Directions for this task - Copy every line that holds the string "worker" from the data below.

Provided material -
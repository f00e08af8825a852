//! Autonomous balance funding.
//!
//! The monitor subsystem keeps designated accounts topped up from a funding
//! account. Operators register monitors over a holding kind and an account
//! property name; every account carrying the property (set by the funding
//! account) is watched, and whenever its balance sits below the monitor's
//! threshold after the cooldown interval has elapsed, a funding transfer is
//! built and broadcast by a background worker.
//!
//! Entry point is [`FundingMonitor`]; the node feeds it
//! [`crate::ledger::LedgerEvent`]s as chain state changes.

pub mod policy;
pub(crate) mod queue;
pub(crate) mod registry;
pub mod system;
pub(crate) mod worker;

pub use policy::{
    FundingParams, MonitorDefinition, MonitorKey, MonitorSnapshot, MonitorSpec, MIN_FUND_AMOUNT,
    MIN_FUND_INTERVAL, MIN_FUND_THRESHOLD,
};
pub use registry::MonitoredAccount;
pub use system::{FundingMonitor, FundingMonitorConfig};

Your solution -
//! built and broadcast by a background worker.
pub(crate) mod worker;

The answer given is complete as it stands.